ABOUT THIS TASK:
Output nothing but the line containing "pub async fn clear_cursor(&self)" and the lines after it through the end of the material below, each reproduced exactly.

DATASET EXCERPTS:

Segment Open

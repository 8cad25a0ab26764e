//! Durable record of documents the crawler has already examined.
//!
//! [`SeenStore`] lays the crawl state onto an [`ObjectStore`] in two
//! partitions:
//!
//! ```text
//! seen/{id}  ->  SeenRecord { first_seen_at, published, document }
//! cursor     ->  CrawlCursor
//! ```
//!
//! The marker is two-phase. `mark_seen` creates it with
//! `published = false` before anything is sent downstream, and
//! `mark_published` flips it only after the sink confirmed delivery. A
//! crash in between leaves the id in [`SeenStore::pending_publish`],
//! which the next cycle drains.
//!
//! The store assumes a single writer. Running two crawler processes
//! against the same backend is not supported.

use std::sync::Arc;

use chrono::{DateTime, Utc};
use serde::Serialize;

use crate::error::StoreError;
use crate::models::{CrawlCursor, DidDocument, SeenRecord};
use crate::store::ObjectStore;

const SEEN_PREFIX: &str = "seen/";
const CURSOR_KEY: &str = "cursor";

/// Aggregate counts over the `seen/` partition.
#[derive(Debug, Clone, Default, PartialEq, Eq, Serialize)]
pub struct SeenStats {
    pub seen: u64,
    pub published: u64,
    pub pending: u64,
    /// Records remembered without a document (malformed or sampled out).
    pub rejected: u64,
}

/// Two-phase dedup markers and the feed cursor.
#[derive(Clone)]
pub struct SeenStore {
    store: Arc<dyn ObjectStore>,
}

fn seen_key(id: &str) -> String {
    format!("{}{}", SEEN_PREFIX, id)
}

fn decode<T: serde::de::DeserializeOwned>(key: &str, bytes: &[u8]) -> Result<T, StoreError> {
    serde_json::from_slice(bytes).map_err(|source| StoreError::Codec {
        key: key.to_string(),
        source,
    })
}

fn encode<T: Serialize>(key: &str, value: &T) -> Result<Vec<u8>, StoreError> {
    serde_json::to_vec(value).map_err(|source| StoreError::Codec {
        key: key.to_string(),
        source,
    })
}

impl SeenStore {
    pub fn new(store: Arc<dyn ObjectStore>) -> Self {
        Self { store }
    }

    /// True iff a marker exists for `id`, published or not.
    pub async fn has(&self, id: &str) -> Result<bool, StoreError> {
        Ok(self.store.get(&seen_key(id)).await?.is_some())
    }

    pub async fn get(&self, id: &str) -> Result<Option<SeenRecord>, StoreError> {
        let key = seen_key(id);
        match self.store.get(&key).await? {
            Some(bytes) => Ok(Some(decode(&key, &bytes)?)),
            None => Ok(None),
        }
    }

    /// Create an unpublished marker for `id` unless one already exists.
    ///
    /// `document` is what Draining republishes; pass `None` for records
    /// that must be remembered but never published. Returns `true` if a
    /// marker was created. An existing marker is left untouched.
    pub async fn mark_seen(
        &self,
        id: &str,
        seen_at: DateTime<Utc>,
        document: Option<&DidDocument>,
    ) -> Result<bool, StoreError> {
        let key = seen_key(id);
        let record = SeenRecord {
            first_seen_at: seen_at,
            published: false,
            document: document.cloned(),
        };
        let bytes = encode(&key, &record)?;
        Ok(self.store.put_if_absent(&key, &bytes).await?)
    }

    /// Flip the marker for `id` to published.
    ///
    /// Fails with [`StoreError::NotFound`] if `id` was never marked seen.
    pub async fn mark_published(&self, id: &str) -> Result<(), StoreError> {
        let key = seen_key(id);
        let mut record: SeenRecord = match self.store.get(&key).await? {
            Some(bytes) => decode(&key, &bytes)?,
            None => return Err(StoreError::NotFound(id.to_string())),
        };
        if record.published {
            return Ok(());
        }
        record.published = true;
        let bytes = encode(&key, &record)?;
        self.store.put(&key, &bytes).await?;
        Ok(())
    }

    /// Ids seen but not yet confirmed published, ordered by id.
    ///
    /// Taken from a snapshot at call time. Malformed-record markers carry
    /// no document and are never returned.
    pub async fn pending_publish(&self) -> Result<Vec<String>, StoreError> {
        let mut ids = Vec::new();
        for (key, bytes) in self.store.scan_prefix(SEEN_PREFIX).await? {
            let record: SeenRecord = decode(&key, &bytes)?;
            if record.is_pending() {
                ids.push(key[SEEN_PREFIX.len()..].to_string());
            }
        }
        Ok(ids)
    }

    pub async fn get_cursor(&self) -> Result<Option<CrawlCursor>, StoreError> {
        match self.store.get(CURSOR_KEY).await? {
            Some(bytes) => Ok(Some(decode(CURSOR_KEY, &bytes)?)),
            None => Ok(None),
        }
    }

    pub async fn set_cursor(&self, cursor: &CrawlCursor) -> Result<(), StoreError> {
        let bytes = encode(CURSOR_KEY, cursor)?;
        self.store.put(CURSOR_KEY, &bytes).await?;
        Ok(())
    }

    /// Forget the cursor so the next traversal starts from genesis.
    pub async fn clear_cursor(&self) -> Result<bool, StoreError> {
        Ok(self.store.delete(CURSOR_KEY).await?)
    }

    /// Drop every marker and the cursor. Returns the number of markers removed.
    pub async fn reset(&self) -> Result<u64, StoreError> {
        let removed = self.store.delete_prefix(SEEN_PREFIX).await?;
        self.store.delete(CURSOR_KEY).await?;
        Ok(removed)
    }

    pub async fn stats(&self) -> Result<SeenStats, StoreError> {
        let mut stats = SeenStats::default();
        for (key, bytes) in self.store.scan_prefix(SEEN_PREFIX).await? {
            let record: SeenRecord = decode(&key, &bytes)?;
            stats.seen += 1;
            if record.published {
                stats.published += 1;
            } else if record.document.is_some() {
                stats.pending += 1;
            } else {
                stats.rejected += 1;
            }
        }
        Ok(stats)
    }
}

Segment Closed

TASK RESULT:
    pub async fn clear_cursor(&self) -> Result<bool, StoreError> {
        Ok(self.store.delete(CURSOR_KEY).await?)
    }

    /// Drop every marker and the cursor. Returns the number of markers removed.
    pub async fn reset(&self) -> Result<u64, StoreError> {
        let removed = self.store.delete_prefix(SEEN_PREFIX).await?;
        self.store.delete(CURSOR_KEY).await?;
        Ok(removed)
    }

    pub async fn stats(&self) -> Result<SeenStats, StoreError> {
        let mut stats = SeenStats::default();
        for (key, bytes) in self.store.scan_prefix(SEEN_PREFIX).await? {
            let record: SeenRecord = decode(&key, &bytes)?;
            stats.seen += 1;
            if record.published {
                stats.published += 1;
            } else if record.document.is_some() {
                stats.pending += 1;
            } else {
                stats.rejected += 1;
            }
        }
        Ok(stats)
    }
}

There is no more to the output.